**Prompt**
Restate, word for word, each record that follows.

**Entries shown**
· · · · · · ·

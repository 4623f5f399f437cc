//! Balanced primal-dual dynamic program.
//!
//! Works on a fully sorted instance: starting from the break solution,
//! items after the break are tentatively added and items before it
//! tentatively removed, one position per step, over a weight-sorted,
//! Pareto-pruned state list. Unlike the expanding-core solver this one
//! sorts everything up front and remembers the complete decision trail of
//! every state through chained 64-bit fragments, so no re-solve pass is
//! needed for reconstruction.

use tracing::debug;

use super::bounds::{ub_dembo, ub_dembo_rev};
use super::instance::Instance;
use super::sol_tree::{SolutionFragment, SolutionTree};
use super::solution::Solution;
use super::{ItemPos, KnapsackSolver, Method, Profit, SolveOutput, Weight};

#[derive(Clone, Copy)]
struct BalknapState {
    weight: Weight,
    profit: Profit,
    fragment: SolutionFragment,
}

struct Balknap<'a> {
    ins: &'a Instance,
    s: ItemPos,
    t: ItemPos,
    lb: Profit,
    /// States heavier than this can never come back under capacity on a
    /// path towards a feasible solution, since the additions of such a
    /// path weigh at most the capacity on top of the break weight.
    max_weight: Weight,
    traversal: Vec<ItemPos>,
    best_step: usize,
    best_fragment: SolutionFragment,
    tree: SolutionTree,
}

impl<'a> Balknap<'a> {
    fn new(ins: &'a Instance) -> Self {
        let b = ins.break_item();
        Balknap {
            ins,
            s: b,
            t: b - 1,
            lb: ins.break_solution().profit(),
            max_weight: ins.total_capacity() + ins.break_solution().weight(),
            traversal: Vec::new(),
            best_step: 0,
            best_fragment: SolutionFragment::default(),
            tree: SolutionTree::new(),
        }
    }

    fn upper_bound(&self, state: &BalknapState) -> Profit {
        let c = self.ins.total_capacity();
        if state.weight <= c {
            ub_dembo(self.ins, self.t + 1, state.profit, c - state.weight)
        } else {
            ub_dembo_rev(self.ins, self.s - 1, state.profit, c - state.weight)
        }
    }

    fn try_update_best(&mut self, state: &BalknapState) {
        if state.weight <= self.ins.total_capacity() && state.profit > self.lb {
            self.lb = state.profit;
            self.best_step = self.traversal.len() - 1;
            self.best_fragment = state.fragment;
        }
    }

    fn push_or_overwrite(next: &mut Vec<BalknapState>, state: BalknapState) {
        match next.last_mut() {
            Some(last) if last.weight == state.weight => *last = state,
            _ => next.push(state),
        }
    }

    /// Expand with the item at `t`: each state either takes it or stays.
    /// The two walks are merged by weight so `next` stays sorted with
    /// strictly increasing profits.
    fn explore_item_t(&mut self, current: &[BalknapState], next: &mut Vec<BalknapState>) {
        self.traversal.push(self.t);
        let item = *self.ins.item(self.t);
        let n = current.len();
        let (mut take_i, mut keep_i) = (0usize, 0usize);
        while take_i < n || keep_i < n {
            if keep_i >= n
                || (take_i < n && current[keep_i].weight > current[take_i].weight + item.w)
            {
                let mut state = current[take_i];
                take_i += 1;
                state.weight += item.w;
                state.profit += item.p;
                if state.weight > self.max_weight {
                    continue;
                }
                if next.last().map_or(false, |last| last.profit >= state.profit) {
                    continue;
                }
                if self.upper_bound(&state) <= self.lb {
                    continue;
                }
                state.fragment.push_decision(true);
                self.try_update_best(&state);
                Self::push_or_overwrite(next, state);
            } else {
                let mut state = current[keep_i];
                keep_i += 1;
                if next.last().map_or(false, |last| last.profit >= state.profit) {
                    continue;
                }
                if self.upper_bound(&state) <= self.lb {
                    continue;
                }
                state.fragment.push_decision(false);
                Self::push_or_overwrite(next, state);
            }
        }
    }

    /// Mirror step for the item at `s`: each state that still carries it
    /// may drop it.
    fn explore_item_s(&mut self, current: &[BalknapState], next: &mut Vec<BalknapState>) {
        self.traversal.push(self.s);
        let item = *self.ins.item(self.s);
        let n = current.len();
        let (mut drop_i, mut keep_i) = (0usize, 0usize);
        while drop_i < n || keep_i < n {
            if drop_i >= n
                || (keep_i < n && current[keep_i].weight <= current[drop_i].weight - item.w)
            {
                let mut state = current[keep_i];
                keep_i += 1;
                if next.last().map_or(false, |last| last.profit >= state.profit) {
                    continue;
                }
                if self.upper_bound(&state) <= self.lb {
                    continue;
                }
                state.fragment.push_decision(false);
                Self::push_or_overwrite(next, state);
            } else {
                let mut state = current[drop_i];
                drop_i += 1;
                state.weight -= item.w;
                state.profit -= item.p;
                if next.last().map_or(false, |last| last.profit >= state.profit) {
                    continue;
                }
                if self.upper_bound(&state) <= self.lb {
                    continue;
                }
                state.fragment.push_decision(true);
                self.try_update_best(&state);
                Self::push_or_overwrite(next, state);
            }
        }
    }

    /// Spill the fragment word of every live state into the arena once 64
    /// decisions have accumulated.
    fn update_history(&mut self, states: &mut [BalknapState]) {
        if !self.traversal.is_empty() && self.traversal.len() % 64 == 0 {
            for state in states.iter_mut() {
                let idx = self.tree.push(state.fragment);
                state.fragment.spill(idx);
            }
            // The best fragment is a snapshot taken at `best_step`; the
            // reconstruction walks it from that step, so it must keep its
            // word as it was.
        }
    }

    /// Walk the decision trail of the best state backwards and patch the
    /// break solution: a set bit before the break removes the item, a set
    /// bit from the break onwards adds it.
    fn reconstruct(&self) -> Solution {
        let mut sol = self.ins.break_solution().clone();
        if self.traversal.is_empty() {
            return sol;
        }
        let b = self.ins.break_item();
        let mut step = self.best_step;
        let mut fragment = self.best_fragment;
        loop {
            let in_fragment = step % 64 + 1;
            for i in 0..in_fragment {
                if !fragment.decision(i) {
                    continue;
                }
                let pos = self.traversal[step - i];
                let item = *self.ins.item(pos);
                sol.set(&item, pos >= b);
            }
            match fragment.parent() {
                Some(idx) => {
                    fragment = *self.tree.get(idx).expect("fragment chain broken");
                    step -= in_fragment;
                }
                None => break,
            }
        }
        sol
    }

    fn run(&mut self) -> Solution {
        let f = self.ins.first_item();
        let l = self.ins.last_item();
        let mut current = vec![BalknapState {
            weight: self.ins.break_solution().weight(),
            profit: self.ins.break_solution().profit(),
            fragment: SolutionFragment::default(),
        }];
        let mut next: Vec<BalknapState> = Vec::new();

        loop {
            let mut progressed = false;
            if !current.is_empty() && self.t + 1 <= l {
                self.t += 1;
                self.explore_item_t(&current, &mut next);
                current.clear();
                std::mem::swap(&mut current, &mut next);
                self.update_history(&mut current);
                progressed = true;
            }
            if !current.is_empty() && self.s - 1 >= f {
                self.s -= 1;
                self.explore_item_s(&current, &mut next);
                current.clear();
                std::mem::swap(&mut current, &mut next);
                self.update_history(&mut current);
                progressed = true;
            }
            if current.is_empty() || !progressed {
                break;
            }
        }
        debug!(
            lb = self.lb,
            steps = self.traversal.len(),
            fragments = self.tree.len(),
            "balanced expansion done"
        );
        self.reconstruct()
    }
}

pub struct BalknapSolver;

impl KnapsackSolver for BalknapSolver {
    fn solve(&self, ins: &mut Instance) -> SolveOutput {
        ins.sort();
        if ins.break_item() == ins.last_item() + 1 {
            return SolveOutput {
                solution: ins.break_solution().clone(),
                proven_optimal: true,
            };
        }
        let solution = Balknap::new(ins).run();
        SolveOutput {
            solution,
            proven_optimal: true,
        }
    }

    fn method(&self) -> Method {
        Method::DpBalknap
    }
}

· · · · · · ·

**Task answer**
repository 4623f5f399f437cc
//! Balanced primal-dual dynamic program.
//!
//! Works on a fully sorted instance: starting from the break solution,
//! items after the break are tentatively added and items before it
//! tentatively removed, one position per step, over a weight-sorted,
//! Pareto-pruned state list. Unlike the expanding-core solver this one
//! sorts everything up front and remembers the complete decision trail of
//! every state through chained 64-bit fragments, so no re-solve pass is
//! needed for reconstruction.

use tracing::debug;

use super::bounds::{ub_dembo, ub_dembo_rev};
use super::instance::Instance;
use super::sol_tree::{SolutionFragment, SolutionTree};
use super::solution::Solution;
use super::{ItemPos, KnapsackSolver, Method, Profit, SolveOutput, Weight};

#[derive(Clone, Copy)]
struct BalknapState {
    weight: Weight,
    profit: Profit,
    fragment: SolutionFragment,
}

struct Balknap<'a> {
    ins: &'a Instance,
    s: ItemPos,
    t: ItemPos,
    lb: Profit,
    /// States heavier than this can never come back under capacity on a
    /// path towards a feasible solution, since the additions of such a
    /// path weigh at most the capacity on top of the break weight.
    max_weight: Weight,
    traversal: Vec<ItemPos>,
    best_step: usize,
    best_fragment: SolutionFragment,
    tree: SolutionTree,
}

impl<'a> Balknap<'a> {
    fn new(ins: &'a Instance) -> Self {
        let b = ins.break_item();
        Balknap {
            ins,
            s: b,
            t: b - 1,
            lb: ins.break_solution().profit(),
            max_weight: ins.total_capacity() + ins.break_solution().weight(),
            traversal: Vec::new(),
            best_step: 0,
            best_fragment: SolutionFragment::default(),
            tree: SolutionTree::new(),
        }
    }

    fn upper_bound(&self, state: &BalknapState) -> Profit {
        let c = self.ins.total_capacity();
        if state.weight <= c {
            ub_dembo(self.ins, self.t + 1, state.profit, c - state.weight)
        } else {
            ub_dembo_rev(self.ins, self.s - 1, state.profit, c - state.weight)
        }
    }

    fn try_update_best(&mut self, state: &BalknapState) {
        if state.weight <= self.ins.total_capacity() && state.profit > self.lb {
            self.lb = state.profit;
            self.best_step = self.traversal.len() - 1;
            self.best_fragment = state.fragment;
        }
    }

    fn push_or_overwrite(next: &mut Vec<BalknapState>, state: BalknapState) {
        match next.last_mut() {
            Some(last) if last.weight == state.weight => *last = state,
            _ => next.push(state),
        }
    }

    /// Expand with the item at `t`: each state either takes it or stays.
    /// The two walks are merged by weight so `next` stays sorted with
    /// strictly increasing profits.
    fn explore_item_t(&mut self, current: &[BalknapState], next: &mut Vec<BalknapState>) {
        self.traversal.push(self.t);
        let item = *self.ins.item(self.t);
        let n = current.len();
        let (mut take_i, mut keep_i) = (0usize, 0usize);
        while take_i < n || keep_i < n {
            if keep_i >= n
                || (take_i < n && current[keep_i].weight > current[take_i].weight + item.w)
            {
                let mut state = current[take_i];
                take_i += 1;
                state.weight += item.w;
                state.profit += item.p;
                if state.weight > self.max_weight {
                    continue;
                }
                if next.last().map_or(false, |last| last.profit >= state.profit) {
                    continue;
                }
                if self.upper_bound(&state) <= self.lb {
                    continue;
                }
                state.fragment.push_decision(true);
                self.try_update_best(&state);
                Self::push_or_overwrite(next, state);
            } else {
                let mut state = current[keep_i];
                keep_i += 1;
                if next.last().map_or(false, |last| last.profit >= state.profit) {
                    continue;
                }
                if self.upper_bound(&state) <= self.lb {
                    continue;
                }
                state.fragment.push_decision(false);
                Self::push_or_overwrite(next, state);
            }
        }
    }

    /// Mirror step for the item at `s`: each state that still carries it
    /// may drop it.
    fn explore_item_s(&mut self, current: &[BalknapState], next: &mut Vec<BalknapState>) {
        self.traversal.push(self.s);
        let item = *self.ins.item(self.s);
        let n = current.len();
        let (mut drop_i, mut keep_i) = (0usize, 0usize);
        while drop_i < n || keep_i < n {
            if drop_i >= n
                || (keep_i < n && current[keep_i].weight <= current[drop_i].weight - item.w)
            {
                let mut state = current[keep_i];
                keep_i += 1;
                if next.last().map_or(false, |last| last.profit >= state.profit) {
                    continue;
                }
                if self.upper_bound(&state) <= self.lb {
                    continue;
                }
                state.fragment.push_decision(false);
                Self::push_or_overwrite(next, state);
            } else {
                let mut state = current[drop_i];
                drop_i += 1;
                state.weight -= item.w;
                state.profit -= item.p;
                if next.last().map_or(false, |last| last.profit >= state.profit) {
                    continue;
                }
                if self.upper_bound(&state) <= self.lb {
                    continue;
                }
                state.fragment.push_decision(true);
                self.try_update_best(&state);
                Self::push_or_overwrite(next, state);
            }
        }
    }

    /// Spill the fragment word of every live state into the arena once 64
    /// decisions have accumulated.
    fn update_history(&mut self, states: &mut [BalknapState]) {
        if !self.traversal.is_empty() && self.traversal.len() % 64 == 0 {
            for state in states.iter_mut() {
                let idx = self.tree.push(state.fragment);
                state.fragment.spill(idx);
            }
            // The best fragment is a snapshot taken at `best_step`; the
            // reconstruction walks it from that step, so it must keep its
            // word as it was.
        }
    }

    /// Walk the decision trail of the best state backwards and patch the
    /// break solution: a set bit before the break removes the item, a set
    /// bit from the break onwards adds it.
    fn reconstruct(&self) -> Solution {
        let mut sol = self.ins.break_solution().clone();
        if self.traversal.is_empty() {
            return sol;
        }
        let b = self.ins.break_item();
        let mut step = self.best_step;
        let mut fragment = self.best_fragment;
        loop {
            let in_fragment = step % 64 + 1;
            for i in 0..in_fragment {
                if !fragment.decision(i) {
                    continue;
                }
                let pos = self.traversal[step - i];
                let item = *self.ins.item(pos);
                sol.set(&item, pos >= b);
            }
            match fragment.parent() {
                Some(idx) => {
                    fragment = *self.tree.get(idx).expect("fragment chain broken");
                    step -= in_fragment;
                }
                None => break,
            }
        }
        sol
    }

    fn run(&mut self) -> Solution {
        let f = self.ins.first_item();
        let l = self.ins.last_item();
        let mut current = vec![BalknapState {
            weight: self.ins.break_solution().weight(),
            profit: self.ins.break_solution().profit(),
            fragment: SolutionFragment::default(),
        }];
        let mut next: Vec<BalknapState> = Vec::new();

        loop {
            let mut progressed = false;
            if !current.is_empty() && self.t + 1 <= l {
                self.t += 1;
                self.explore_item_t(&current, &mut next);
                current.clear();
                std::mem::swap(&mut current, &mut next);
                self.update_history(&mut current);
                progressed = true;
            }
            if !current.is_empty() && self.s - 1 >= f {
                self.s -= 1;
                self.explore_item_s(&current, &mut next);
                current.clear();
                std::mem::swap(&mut current, &mut next);
                self.update_history(&mut current);
                progressed = true;
            }
            if current.is_empty() || !progressed {
                break;
            }
        }
        debug!(
            lb = self.lb,
            steps = self.traversal.len(),
            fragments = self.tree.len(),
            "balanced expansion done"
        );
        self.reconstruct()
    }
}

pub struct BalknapSolver;

impl KnapsackSolver for BalknapSolver {
    fn solve(&self, ins: &mut Instance) -> SolveOutput {
        ins.sort();
        if ins.break_item() == ins.last_item() + 1 {
            return SolveOutput {
                solution: ins.break_solution().clone(),
                proven_optimal: true,
            };
        }
        let solution = Balknap::new(ins).run();
        SolveOutput {
            solution,
            proven_optimal: true,
        }
    }

    fn method(&self) -> Method {
        Method::DpBalknap
    }
}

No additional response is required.